## EXERCISE OBJECTIVE
Find out how many lines in the records have the string "northern" in them, and state only that number.

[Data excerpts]
# # # # #

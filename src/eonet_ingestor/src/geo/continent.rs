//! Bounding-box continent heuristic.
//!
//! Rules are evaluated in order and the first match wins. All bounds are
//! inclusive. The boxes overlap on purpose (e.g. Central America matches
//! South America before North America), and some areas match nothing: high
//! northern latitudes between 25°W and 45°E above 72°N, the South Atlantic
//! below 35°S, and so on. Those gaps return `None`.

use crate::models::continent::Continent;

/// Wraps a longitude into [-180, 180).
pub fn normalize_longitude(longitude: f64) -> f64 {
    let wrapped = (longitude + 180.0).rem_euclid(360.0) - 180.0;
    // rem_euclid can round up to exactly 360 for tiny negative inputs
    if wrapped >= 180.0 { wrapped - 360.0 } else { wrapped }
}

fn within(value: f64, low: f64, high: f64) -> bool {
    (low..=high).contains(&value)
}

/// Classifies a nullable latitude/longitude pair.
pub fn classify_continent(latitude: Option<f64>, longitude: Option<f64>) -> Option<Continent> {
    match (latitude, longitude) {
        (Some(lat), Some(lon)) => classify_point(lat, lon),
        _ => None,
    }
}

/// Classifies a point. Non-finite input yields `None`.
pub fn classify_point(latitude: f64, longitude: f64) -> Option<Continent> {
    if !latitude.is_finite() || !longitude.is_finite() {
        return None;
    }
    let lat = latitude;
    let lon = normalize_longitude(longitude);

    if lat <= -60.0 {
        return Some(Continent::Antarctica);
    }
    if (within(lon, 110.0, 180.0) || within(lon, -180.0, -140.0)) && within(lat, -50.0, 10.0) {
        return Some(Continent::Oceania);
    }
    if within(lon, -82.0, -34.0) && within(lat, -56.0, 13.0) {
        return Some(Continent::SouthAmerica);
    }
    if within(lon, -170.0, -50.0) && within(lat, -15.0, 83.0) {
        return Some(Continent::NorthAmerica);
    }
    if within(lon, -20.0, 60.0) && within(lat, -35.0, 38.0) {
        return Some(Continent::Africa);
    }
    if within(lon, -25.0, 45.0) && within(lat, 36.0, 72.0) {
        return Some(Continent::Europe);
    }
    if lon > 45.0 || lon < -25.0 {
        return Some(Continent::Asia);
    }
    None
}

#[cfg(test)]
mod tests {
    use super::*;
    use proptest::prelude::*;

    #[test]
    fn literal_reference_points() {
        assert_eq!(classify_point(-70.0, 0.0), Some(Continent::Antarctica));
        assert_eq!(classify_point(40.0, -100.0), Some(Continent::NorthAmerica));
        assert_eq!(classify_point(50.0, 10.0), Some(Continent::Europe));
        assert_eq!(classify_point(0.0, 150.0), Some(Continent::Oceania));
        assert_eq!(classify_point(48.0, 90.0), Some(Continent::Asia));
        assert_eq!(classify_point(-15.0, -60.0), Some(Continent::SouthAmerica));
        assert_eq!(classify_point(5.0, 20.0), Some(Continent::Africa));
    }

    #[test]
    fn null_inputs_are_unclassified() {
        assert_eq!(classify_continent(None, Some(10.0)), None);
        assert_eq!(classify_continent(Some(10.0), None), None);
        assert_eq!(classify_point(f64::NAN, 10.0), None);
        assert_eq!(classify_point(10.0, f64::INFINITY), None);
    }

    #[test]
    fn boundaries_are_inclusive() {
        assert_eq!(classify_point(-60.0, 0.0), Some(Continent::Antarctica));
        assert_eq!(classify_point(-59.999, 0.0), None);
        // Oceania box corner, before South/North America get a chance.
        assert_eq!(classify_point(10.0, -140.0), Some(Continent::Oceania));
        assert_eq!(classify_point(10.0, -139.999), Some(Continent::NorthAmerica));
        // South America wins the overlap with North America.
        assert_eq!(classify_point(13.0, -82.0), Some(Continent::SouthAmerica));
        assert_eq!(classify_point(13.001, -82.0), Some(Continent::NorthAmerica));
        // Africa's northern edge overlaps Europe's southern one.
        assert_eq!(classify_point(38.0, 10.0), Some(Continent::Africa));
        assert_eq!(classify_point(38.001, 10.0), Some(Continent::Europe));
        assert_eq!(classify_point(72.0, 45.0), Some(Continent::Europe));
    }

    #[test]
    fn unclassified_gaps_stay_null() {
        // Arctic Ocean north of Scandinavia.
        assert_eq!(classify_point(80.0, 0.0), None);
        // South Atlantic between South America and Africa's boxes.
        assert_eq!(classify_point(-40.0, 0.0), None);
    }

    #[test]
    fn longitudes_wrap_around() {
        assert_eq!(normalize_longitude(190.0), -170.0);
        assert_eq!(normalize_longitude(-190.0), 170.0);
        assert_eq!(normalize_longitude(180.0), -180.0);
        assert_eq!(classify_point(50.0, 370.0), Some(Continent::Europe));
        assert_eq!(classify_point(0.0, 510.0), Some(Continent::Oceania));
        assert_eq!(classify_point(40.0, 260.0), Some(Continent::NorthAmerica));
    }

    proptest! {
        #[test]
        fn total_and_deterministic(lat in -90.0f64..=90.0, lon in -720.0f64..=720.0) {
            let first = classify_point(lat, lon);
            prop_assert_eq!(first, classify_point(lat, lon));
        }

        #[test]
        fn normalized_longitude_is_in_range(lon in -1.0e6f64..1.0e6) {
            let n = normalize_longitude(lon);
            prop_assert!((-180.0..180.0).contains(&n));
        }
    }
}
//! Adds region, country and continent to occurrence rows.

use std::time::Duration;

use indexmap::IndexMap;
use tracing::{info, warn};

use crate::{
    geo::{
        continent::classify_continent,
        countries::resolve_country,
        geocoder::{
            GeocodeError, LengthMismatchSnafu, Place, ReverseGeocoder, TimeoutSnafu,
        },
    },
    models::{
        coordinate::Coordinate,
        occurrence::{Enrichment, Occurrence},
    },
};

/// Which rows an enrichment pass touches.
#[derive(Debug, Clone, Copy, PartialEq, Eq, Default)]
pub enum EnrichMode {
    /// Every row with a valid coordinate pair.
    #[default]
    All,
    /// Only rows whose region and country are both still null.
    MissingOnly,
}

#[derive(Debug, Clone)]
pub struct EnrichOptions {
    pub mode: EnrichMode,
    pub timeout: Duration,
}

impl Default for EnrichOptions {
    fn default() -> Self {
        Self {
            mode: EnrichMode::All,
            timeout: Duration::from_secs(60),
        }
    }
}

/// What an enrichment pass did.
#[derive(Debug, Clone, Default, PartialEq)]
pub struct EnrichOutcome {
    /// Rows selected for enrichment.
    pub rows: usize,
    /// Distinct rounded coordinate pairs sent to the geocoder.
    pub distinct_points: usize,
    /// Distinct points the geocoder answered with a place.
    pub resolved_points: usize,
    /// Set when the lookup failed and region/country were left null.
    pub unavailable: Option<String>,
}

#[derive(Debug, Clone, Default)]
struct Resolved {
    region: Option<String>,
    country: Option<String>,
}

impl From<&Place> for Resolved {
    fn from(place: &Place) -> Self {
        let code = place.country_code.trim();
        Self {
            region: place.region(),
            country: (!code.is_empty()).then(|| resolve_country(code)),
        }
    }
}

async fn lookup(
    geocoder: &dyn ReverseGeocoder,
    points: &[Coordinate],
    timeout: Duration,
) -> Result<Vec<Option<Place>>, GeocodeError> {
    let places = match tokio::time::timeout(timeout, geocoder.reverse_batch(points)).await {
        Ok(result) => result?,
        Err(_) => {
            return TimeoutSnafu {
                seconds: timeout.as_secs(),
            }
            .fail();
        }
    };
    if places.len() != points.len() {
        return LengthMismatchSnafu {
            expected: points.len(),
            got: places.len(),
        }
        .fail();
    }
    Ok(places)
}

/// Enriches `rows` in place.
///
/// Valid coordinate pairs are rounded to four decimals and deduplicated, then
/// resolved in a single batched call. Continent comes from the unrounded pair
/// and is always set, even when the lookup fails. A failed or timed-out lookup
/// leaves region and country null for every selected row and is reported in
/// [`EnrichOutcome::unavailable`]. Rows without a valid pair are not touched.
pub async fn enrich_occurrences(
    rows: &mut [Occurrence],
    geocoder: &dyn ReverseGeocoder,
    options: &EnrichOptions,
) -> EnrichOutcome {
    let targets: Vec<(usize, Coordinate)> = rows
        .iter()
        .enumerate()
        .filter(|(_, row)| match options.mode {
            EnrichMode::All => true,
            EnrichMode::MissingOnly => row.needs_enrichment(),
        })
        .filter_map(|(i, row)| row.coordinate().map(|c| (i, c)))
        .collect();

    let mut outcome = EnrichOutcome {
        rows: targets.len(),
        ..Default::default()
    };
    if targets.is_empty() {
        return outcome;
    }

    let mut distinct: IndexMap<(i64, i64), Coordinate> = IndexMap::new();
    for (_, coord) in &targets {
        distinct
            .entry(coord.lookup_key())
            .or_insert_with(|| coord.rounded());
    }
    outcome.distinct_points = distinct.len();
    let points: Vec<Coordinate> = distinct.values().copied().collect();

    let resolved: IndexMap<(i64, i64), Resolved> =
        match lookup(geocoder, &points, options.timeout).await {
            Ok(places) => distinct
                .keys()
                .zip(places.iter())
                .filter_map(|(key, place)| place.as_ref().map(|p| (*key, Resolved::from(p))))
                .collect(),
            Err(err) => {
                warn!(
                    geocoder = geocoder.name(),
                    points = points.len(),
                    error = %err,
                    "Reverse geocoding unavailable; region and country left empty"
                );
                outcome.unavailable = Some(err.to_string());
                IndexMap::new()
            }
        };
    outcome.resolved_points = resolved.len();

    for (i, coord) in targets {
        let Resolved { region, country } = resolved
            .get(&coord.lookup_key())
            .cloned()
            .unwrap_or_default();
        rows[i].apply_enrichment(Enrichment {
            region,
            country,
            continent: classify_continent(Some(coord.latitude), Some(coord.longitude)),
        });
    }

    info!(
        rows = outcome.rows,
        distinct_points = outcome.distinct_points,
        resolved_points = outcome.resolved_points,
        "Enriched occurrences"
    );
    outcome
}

# # # # #

## ANSWER TO THIS TASK
2